How High Would You Go?

A Better Way to Figure Out What You Actually Value

elitefts  |  Mindset & Culture

Someone asked me the other day: "How am I supposed to know what to value most?"

They weren't asking about training. They were asking about everything. Work. Family. Relationships. Goals. They'd heard the phrase "know your priorities" enough times that it had stopped meaning anything.

It's a question that shows up in other forms too. You've heard it in the gym. You've probably said it yourself. "I'd die for this." "This sport is everything to me." "I'd sacrifice anything to hit that number."

The problem is, most people have no idea if that's actually true.

There's a way to find out.

Plank

The Plank

I was told this years ago by someone older than me, at a point in my life where I was too stubborn to know I needed the guidance.

Picture a plank. About 12 inches wide. However long you want. And it will not break.

Now put it on the ground.

What would you walk across it for? Five dollars? Sure. Almost anyone would. Your family? Of course. A personal record squat? A business deal? To save your own life? To save someone else's? To get content for your social media?

Write that list. Get honest about it.

Now lift the plank three feet off the ground.

Same question. What makes the list now? What fell off?

Ten feet. Twenty. Forty.

A hundred feet.

A hundred feet in a storm.

Trail

What Changes at Each Height

At ground level, almost everything makes the list. The plank is on the floor. The risk is nothing. You'll cross it for five bucks, a dare, or because someone's watching.

That's not value. That's convenience.

Three feet up, things start thinning out. The Instagram post is gone. A few of the business goals disappear. You're still comfortable enough to be brave, but you're not stupid. You start to weigh things.

Ten feet changes the conversation. This is where the "I'd die for this" crowd starts showing their hand. Some of them cross. Most find an excuse not to.

At twenty feet, you're asking yourself what really matters. Not what sounds good. Not what you've told people. What actually matters to you, right now, when the wind is picking up, and the plank is narrowing.

At forty feet, the list is short. Family. Real relationships. A small number of goals that have roots deep enough to hold.

At a hundred feet, in a storm?

"That list is the truth about your life."

The Plank at 100 Feet

The Problem with "I'd Die for This"

Strength sports breed a particular kind of language. You hear it everywhere. At meets. In training halls. Online.

"I'd die for this total."

"This sport is my life."

"I'll sacrifice anything to get to the platform."

And some people mean it.
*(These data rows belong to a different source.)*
//! Runtime configuration (§4.7 socket paths/ports, §9 `SANDBOX` flag).
//!
//! Grounded in `examples/original_source/Server/Server.c`'s fixed game
//! (1234) and api (55554) ports, re-expressed as env-overridable fields
//! the way the teacher's `cfg-if`-gated builds select features.

use std::env;
use std::time::Duration;

#[derive(Debug, Clone)]
pub struct ServerConfig {
    pub bind_addr: String,
    pub game_port: u16,
    pub api_port: u16,
    pub tick_millis: u64,
    pub max_clients: usize,
    /// Disables the hard dev-allowlist; non-whitelisted uuids may use
    /// cheats when true (§9).
    pub sandbox: bool,
    pub rivet_token: Option<String>,
    pub rivet_lobby_id: Option<String>,
    /// Prefix squad join codes are matched against (S3's `<server_alias>-<code>`);
    /// overridden at runtime by the sidecar's inbound tag 101.
    pub server_alias: String,
}

impl ServerConfig {
    pub fn tick_duration(&self) -> Duration {
        Duration::from_millis(self.tick_millis)
    }

    /// Reads overrides from the environment, falling back to the
    /// original's hard-coded defaults for anything unset.
    pub fn from_env() -> Self {
        Self {
            bind_addr: env::var("RYSTERIA_BIND_ADDR").unwrap_or_else(|_| "0.0.0.0".to_string()),
            game_port: env_parsed("RYSTERIA_GAME_PORT", 1234),
            api_port: env_parsed("RYSTERIA_API_PORT", 55554),
            tick_millis: env_parsed("RYSTERIA_TICK_MILLIS", 40),
            max_clients: env_parsed("RYSTERIA_MAX_CLIENTS", 256),
            sandbox: env::var("SANDBOX").map(|v| v != "0").unwrap_or(false),
            rivet_token: env::var("RIVET_TOKEN").ok(),
            rivet_lobby_id: env::var("RIVET_LOBBY_ID").ok(),
            server_alias: env::var("RYSTERIA_SERVER_ALIAS").unwrap_or_else(|_| "rysteria".to_string()),
        }
    }
}

impl Default for ServerConfig {
    fn default() -> Self {
        Self {
            bind_addr: "0.0.0.0".to_string(),
            game_port: 1234,
            api_port: 55554,
            tick_millis: 40,
            max_clients: 256,
            sandbox: false,
            rivet_token: None,
            rivet_lobby_id: None,
            server_alias: "rysteria".to_string(),
        }
    }
}

fn env_parsed<T: std::str::FromStr>(key: &str, default: T) -> T {
    env::var(key).ok().and_then(|v| v.parse().ok()).unwrap_or(default)
}

#[cfg(test)]
mod tests {
    use super::*;

    #[test]
    fn defaults_match_original_fixed_ports() {
        let cfg = ServerConfig::default();
        assert_eq!(cfg.game_port, 1234);
        assert_eq!(cfg.api_port, 55554);
        assert_eq!(cfg.tick_duration().as_millis(), 40);
    }
}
A few actually train in a way that could kill them, and they know it, and they're at peace with it. But here's a question worth sitting with: if someone says they'd sacrifice anything for the sport, and their family pays the price of that sacrifice while they chase the platform, who actually sacrificed for it?

This isn't a judgment. It's the plank doing its job.

The thing you say you'd die for and the thing you'd actually cross a plank for at a hundred feet in a storm are sometimes the same thing. Often, they're not. That gap is important. It's not a character flaw. It's information. It tells you where your real values are and where the performance of values is covering for something else.

Worth noting: In the gym, missing a lift reveals the truth about your training. The same logic applies here. When there's something real at stake, you find out quickly what the plank at a hundred feet holds.

/// ///

The Blast Mode Trap

There's a pattern that runs through serious lifters, serious competitors, serious business builders. Everything becomes blast mode. One thing goes to max height on the plank, and everything else gets demoted to whatever it takes to get back to blast.

Work, family, sleep, relationships. These become the crap you deal with between sessions. The stuff that keeps the lights on so you can get back to what actually matters.

And for a while, that works. You get stronger. You build something. You hit the numbers.

But blast as a lifestyle creates a specific kind of blindness. You stop seeing the things you've decided are dust. You stop noticing what's actually on fire while you're hitting PRs.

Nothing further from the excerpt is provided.